Par là, Proust avance une quasi-théorie : le facteur majeur d’un événement historique n’est pas « la volonté des rois », le déroulement d’un événement peut s’expliquer par « la psychologie de l’individu médiocre 894  » (on peut penser à la théorie de Proust sur la guerre qu’il faut interpréter comme une bataille entre individus). À travers la lecture des œuvres de Tarde, il observe que la loi de l’imitation détermine le déroulement d’un événement historique, mais qu’elle ne détermine pas sa vérité même. Ce que l’on peut comprendre de l’événement, c’est le mécanisme de sa genèse, non pas sa vérité, alors que l’on croit en général arriver à la dévoiler. Anne Henry affirme, en citant une phrase des Lois de l’imitation du sociologue : « S’il n’y a pas de loi en histoire, il y a une “régularité fondamentale du monde social”  895  ». C’est dans cette perspective que Proust s’intéresse aux réactions des individus vis-à-vis d’un événement et qu’il observe une corrélation entre le déroulement d’un événement et « la psychologie de l’individu médiocre ». Anne Henry conclut :

‘« […] l’individu explique le social — principe qui s’assortit d’un anti-historicisme à tous les niveaux ; caractère foncièrement inintéressant du politique, par l’impossibilité de lui assigner une signification ; absence d’une théorie de l’État entraînant des jugements de valeur sur l’événement ; négation de la croyance à un progrès dans le sens de la justice ou son contraire […] 896  ».’
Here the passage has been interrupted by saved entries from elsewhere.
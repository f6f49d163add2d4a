//! Binary entry point for the boxctl CLI.

use std::io::{self, Write};
use std::process;

use clap::Parser;
use thiserror::Error;
use tracing_subscriber::{EnvFilter, layer::SubscriberExt, util::SubscriberInitExt};

use boxctl::commands::{self, CommandError, digitalocean, jiffybox};
use boxctl::{
    ConfigError, DigitalOceanBackend, DigitalOceanError, DropletOverrides, JiffyBoxBackend,
    JiffyBoxError, ReferenceKind, ResourceId, Session,
};

mod cli;

use cli::{
    BackupAction, CatalogueAction, Cli, DigitalOceanResource, DropletAction, JiffyBoxResource,
    Provider, ServerAction,
};

#[cfg(test)]
mod test_helpers;

#[derive(Debug, Error)]
enum CliError {
    #[error("configuration error: {0}")]
    Config(#[from] ConfigError),
    #[error(transparent)]
    DigitalOcean(#[from] CommandError<DigitalOceanError>),
    #[error(transparent)]
    JiffyBox(#[from] CommandError<JiffyBoxError>),
}

#[tokio::main]
async fn main() {
    let cli = Cli::parse();
    init_logging(cli.verbose);

    let exit_code = match dispatch(cli, &mut io::stdout()).await {
        Ok(()) => 0,
        Err(err) => {
            report_error(&err);
            1
        }
    };

    process::exit(exit_code);
}

fn init_logging(verbose: bool) {
    let directive = filter_directive(verbose, std::env::var("RUST_LOG").ok());
    let filter = EnvFilter::try_new(directive).unwrap_or_else(|_| EnvFilter::new("info"));
    tracing_subscriber::registry()
        .with(filter)
        .with(
            tracing_subscriber::fmt::layer()
                .with_target(false)
                .with_writer(io::stderr),
        )
        .init();
}

fn filter_directive(verbose: bool, rust_log: Option<String>) -> String {
    if verbose {
        return String::from("info,boxctl=debug");
    }
    rust_log
        .filter(|value| !value.trim().is_empty())
        .unwrap_or_else(|| String::from("info"))
}

async fn dispatch(cli: Cli, out: &mut impl Write) -> Result<(), CliError> {
    match cli.provider {
        Provider::DigitalOcean { resource } => {
            let session = Session::<DigitalOceanBackend>::resolve()?;
            run_digitalocean(&session, resource, out).await?;
        }
        Provider::JiffyBox { resource } => {
            let session = Session::<JiffyBoxBackend>::resolve()?;
            run_jiffybox(&session, resource, out).await?;
        }
    }
    Ok(())
}

async fn run_digitalocean(
    session: &Session<DigitalOceanBackend>,
    resource: DigitalOceanResource,
    out: &mut impl Write,
) -> Result<(), CommandError<DigitalOceanError>> {
    let action = match resource {
        DigitalOceanResource::Droplet { action } => action,
        DigitalOceanResource::Region {
            action: CatalogueAction::List,
        } => return commands::list_catalogue(session, ReferenceKind::Region, out).await,
        DigitalOceanResource::Size {
            action: CatalogueAction::List,
        } => return commands::list_catalogue(session, ReferenceKind::Size, out).await,
        DigitalOceanResource::Image {
            action: CatalogueAction::List,
        } => return commands::list_catalogue(session, ReferenceKind::Image, out).await,
    };

    match action {
        DropletAction::List => digitalocean::list_droplets(session, out).await,
        DropletAction::Info { id } => {
            digitalocean::droplet_info(session, ResourceId(id), out).await
        }
        DropletAction::Create {
            name,
            image_id,
            region_id,
            size_id,
            ssh_key_id,
        } => {
            let spec = session.backend().droplet_spec(
                name,
                DropletOverrides {
                    region_id,
                    size_id,
                    image_id,
                    ssh_key_id,
                },
            );
            digitalocean::create_droplet(session, &spec, out).await
        }
        DropletAction::Rename { id, name } => {
            digitalocean::rename_droplet(session, ResourceId(id), &name).await
        }
        DropletAction::Destroy { ids } => {
            commands::destroy(session, &resource_ids(&ids), out).await
        }
        DropletAction::Rebuild { id, image_id } => {
            digitalocean::rebuild_droplet(session, ResourceId(id), image_id, out).await
        }
        DropletAction::Shutdown { id } => {
            digitalocean::shutdown_droplet(session, ResourceId(id), out).await
        }
    }
}

async fn run_jiffybox(
    session: &Session<JiffyBoxBackend>,
    resource: JiffyBoxResource,
    out: &mut impl Write,
) -> Result<(), CommandError<JiffyBoxError>> {
    let action = match resource {
        JiffyBoxResource::Servers { action } => action,
        JiffyBoxResource::Plans {
            action: CatalogueAction::List,
        } => return jiffybox::list_plans(session, out).await,
        JiffyBoxResource::Distributions {
            action: CatalogueAction::List,
        } => return jiffybox::list_distributions(session, out).await,
        JiffyBoxResource::Backups {
            action: BackupAction::List,
        } => return jiffybox::list_backups(session, out).await,
        JiffyBoxResource::Backups {
            action: BackupAction::Create { id },
        } => return jiffybox::create_backup(session, ResourceId(id)).await,
    };

    let backend = session.backend();
    match action {
        ServerAction::List => jiffybox::list_boxes(session, out).await,
        ServerAction::Show { id } => jiffybox::show_box(session, ResourceId(id), out).await,
        ServerAction::Create {
            name,
            plan_id,
            distribution,
        } => {
            let spec = backend.box_spec(name, plan_id, distribution);
            jiffybox::create_box(session, &spec, out).await
        }
        ServerAction::Delete { ids } => commands::destroy(session, &resource_ids(&ids), out).await,
        ServerAction::Shutdown { id } => jiffybox::shutdown(session, ResourceId(id), out).await,
        ServerAction::Start { id, plan_id } => {
            let plan = plan_id.unwrap_or_else(|| backend.default_plan_id());
            jiffybox::start(session, ResourceId(id), plan, out).await
        }
        ServerAction::Freeze { id } => jiffybox::freeze(session, ResourceId(id), out).await,
        ServerAction::Thaw { id, plan_id } => {
            let plan = plan_id.unwrap_or_else(|| backend.default_plan_id());
            jiffybox::thaw(session, ResourceId(id), plan, out).await
        }
        ServerAction::Clone { id, name, plan_id } => {
            let options = backend.clone_spec(name, plan_id);
            jiffybox::clone_box(session, ResourceId(id), &options, out).await
        }
    }
}

fn resource_ids(ids: &[u64]) -> Vec<ResourceId> {
    ids.iter().copied().map(ResourceId).collect()
}

fn report_error(err: &CliError) {
    write_error(io::stderr(), err);
}

fn write_error(mut target: impl Write, err: &CliError) {
    writeln!(target, "error: {err}").ok();
}
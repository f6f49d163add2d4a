//! Command handlers invoked by the binary.
//!
//! Each handler runs one action against a resolved [`Session`], renders the
//! outcome as a [`Table`], and writes it to the supplied sink. Progress and
//! diagnostics go through `tracing`; only results are written to the sink.

pub mod digitalocean;
pub mod jiffybox;

use std::io::{self, Write};

use thiserror::Error;

use crate::backend::Backend;
use crate::lifecycle::{DestroyReport, DestroyStatus, LifecycleError, Orchestrator};
use crate::output::Table;
use crate::resource::{ReferenceKind, Resource, ResourceId};
use crate::session::Session;

/// Errors surfaced by command handlers.
#[derive(Debug, Error)]
pub enum CommandError<E>
where
    E: std::error::Error + 'static,
{
    /// A lifecycle transition failed.
    #[error(transparent)]
    Lifecycle(#[from] LifecycleError<E>),
    /// A direct provider call failed.
    #[error(transparent)]
    Provider(E),
    /// Writing the rendered output failed.
    #[error("failed to write output: {0}")]
    Output(#[from] io::Error),
    /// Some ids of a destroy batch were not confirmed destroyed.
    #[error("not confirmed destroyed: {}", join_ids(.failed))]
    BatchIncomplete {
        /// Ids that were skipped or timed out.
        failed: Vec<ResourceId>,
    },
}

fn join_ids(ids: &[ResourceId]) -> String {
    ids.iter()
        .map(ToString::to_string)
        .collect::<Vec<_>>()
        .join(", ")
}

/// Writes a table to the sink.
///
/// # Errors
///
/// Returns the I/O error raised by the sink.
pub fn emit(out: &mut impl Write, table: &Table) -> io::Result<()> {
    write!(out, "{table}")
}

/// Renders a destroy report, one row per requested id.
#[must_use]
pub fn render_destroy_report(report: &DestroyReport) -> Table {
    let mut table = Table::new();
    table.push(["Id", "Result", "Polls", "Detail"]);
    for outcome in &report.outcomes {
        let (result, detail) = match &outcome.status {
            DestroyStatus::Archived { elapsed } => {
                ("destroyed", format!("{:.1}s", elapsed.as_secs_f64()))
            }
            DestroyStatus::TimedOut { last_status } => (
                "timed out",
                last_status
                    .as_ref()
                    .map_or_else(String::new, |status| format!("last status {status}")),
            ),
            DestroyStatus::LookupFailed { message } => ("skipped", message.clone()),
        };
        table.push([
            outcome.id.to_string(),
            result.to_owned(),
            outcome.polls.to_string(),
            detail,
        ]);
    }
    table
}

/// Destroys each id in turn and renders the per-id outcome.
///
/// # Errors
///
/// Returns [`CommandError::Lifecycle`] when a destroy call fails and
/// [`CommandError::BatchIncomplete`] after the batch when any id was not
/// confirmed destroyed.
pub async fn destroy<B: Backend>(
    session: &Session<B>,
    ids: &[ResourceId],
    out: &mut impl Write,
) -> Result<(), CommandError<B::Error>> {
    let report = Orchestrator::new(session).destroy(ids).await?;
    emit(out, &render_destroy_report(&report))?;
    if report.is_complete() {
        Ok(())
    } else {
        Err(CommandError::BatchIncomplete {
            failed: report.failed_ids(),
        })
    }
}

/// Lists a reference catalogue as an `Id Name` table.
///
/// # Errors
///
/// Returns [`CommandError::Provider`] when the catalogue cannot be loaded.
pub async fn list_catalogue<B: Backend>(
    session: &Session<B>,
    kind: ReferenceKind,
    out: &mut impl Write,
) -> Result<(), CommandError<B::Error>> {
    let entries = session
        .references(kind)
        .await
        .map_err(CommandError::Provider)?;
    let mut table = Table::new();
    table.push(["Id", "Name"]);
    for entry in entries.iter() {
        table.push([entry.id.to_string(), entry.name.clone()]);
    }
    emit(out, &table)?;
    Ok(())
}

pub(crate) fn format_time(
    at: Option<chrono::DateTime<chrono::Utc>>,
    pattern: &str,
) -> String {
    at.map(|at| at.format(pattern).to_string())
        .unwrap_or_default()
}

/// Key/value view of a resource snapshot.
pub(crate) fn resource_detail(resource: &Resource, time_format: &str) -> Table {
    let mut table = Table::new();
    table.field("Id", resource.id);
    table.field("Name", &resource.name);
    table.field("Status", &resource.status);
    table.field("Created", format_time(resource.created_at, time_format));
    table.field("Locked", resource.flags.locked);
    table.field("Running", resource.flags.running);
    table.field("Ip", resource.public_ip.as_deref().unwrap_or_default());
    table
}

#[cfg(test)]
mod tests {
    use std::time::Duration;

    use super::*;
    use crate::lifecycle::DestroyOutcome;
    use crate::resource::ReferenceEntry;
    use crate::test_support::{ScriptedBackend, ScriptedError};

    #[test]
    fn destroy_report_lists_each_outcome() {
        let report = DestroyReport {
            outcomes: vec![
                DestroyOutcome {
                    id: ResourceId(1),
                    polls: 0,
                    status: DestroyStatus::LookupFailed {
                        message: String::from("resource 1 not found"),
                    },
                },
                DestroyOutcome {
                    id: ResourceId(2),
                    polls: 3,
                    status: DestroyStatus::Archived {
                        elapsed: Duration::from_millis(2_000),
                    },
                },
            ],
        };

        assert_eq!(
            render_destroy_report(&report).to_string(),
            "Id  Result     Polls  Detail\n\
             1   skipped    0      resource 1 not found\n\
             2   destroyed  3      2.0s\n"
        );
    }

    #[tokio::test(start_paused = true)]
    async fn incomplete_batch_is_an_error_after_rendering() {
        let session = Session::new(ScriptedBackend::new());
        session.backend().push_statuses(2, &["active", "off"]);
        let mut out = Vec::new();

        let err = destroy(&session, &[ResourceId(1), ResourceId(2)], &mut out)
            .await
            .expect_err("id 1 is unknown");

        assert!(
            matches!(
                err,
                CommandError::BatchIncomplete { ref failed } if failed == &[ResourceId(1)]
            ),
            "{err}"
        );
        assert_eq!(err.to_string(), "not confirmed destroyed: 1");
        let rendered = String::from_utf8(out).expect("utf8");
        assert!(rendered.contains("destroyed"), "{rendered}");
    }

    #[tokio::test]
    async fn catalogue_lists_entries_in_provider_order() {
        let backend = ScriptedBackend::new();
        backend.set_references(
            ReferenceKind::Size,
            vec![
                ReferenceEntry::new(66_u64, "512MB"),
                ReferenceEntry::new(63_u64, "1GB"),
            ],
        );
        let session = Session::new(backend);
        let mut out = Vec::new();

        list_catalogue(&session, ReferenceKind::Size, &mut out)
            .await
            .expect("list");

        assert_eq!(
            String::from_utf8(out).expect("utf8"),
            "Id  Name\n66  512MB\n63  1GB\n"
        );
    }

    #[tokio::test]
    async fn catalogue_failure_is_provider_error() {
        let backend = ScriptedBackend::new();
        backend.fail_reference_list(ReferenceKind::Image);
        let session = Session::new(backend);

        let err = list_catalogue(&session, ReferenceKind::Image, &mut Vec::new())
            .await
            .expect_err("list fails");

        assert!(matches!(err, CommandError::Provider(ScriptedError::Remote(_))));
    }
}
Selon la critique, c’est Tarde qui « débarrasse définitivement Proust des pièges du vérisme 897  » sur le plan historique, c’est-à-dire, de l’historicisme fondé sur le positivisme.

Néanmoins, Robert Kahn s’oppose à Anne Henry qui fait entendre par là que Proust n’a pas le sens de l’histoire : « En réalité, Anne Henry se trompe de terrain. Il est clair que ce qui intéresse Proust au plus haut point, et il sait alors de quoi il parle, ce sont les modifications que l’événement historique fait subir au langage. » Robert Kahn s’attache ici aux paroles de Saint-Loup et de Charlus pendant la Grande Guerre : loin d’être germanophobes — l’un par son intellectualisme nourri par la culture allemande, l’autre par son dédain nourri par sa parenté avec des maisons germaniques — ils critiquent la vulgarisation du vocabulaire (poilu, etc.) ou le discours chauviniste dans les articles de Norpois et de Brichot. Et Robert Kahn reconnaît des remarques identiques dans une lettre écrite par Proust 898 . Cette observation nous fait réfléchir, car il nous semble que le romancier est sensible à la presse. La lettre citée par le critique porte en effet sur la presse : « Quel repos déjà de lire ces pages où il n’y a ni “Boche”, ni “leur Kultur”, ni “pleurer comme un gosse”, ni “sœurette”, ni tout le reste.  899  » Ainsi, en se déguisant en Charlus et en Saint-Loup, Proust critique longuement le langage journalistique et nationaliste pendant la guerre. Il y est sensible d’autant plus que l’art allemand et la philosophie allemande sont attaqués par les journaux.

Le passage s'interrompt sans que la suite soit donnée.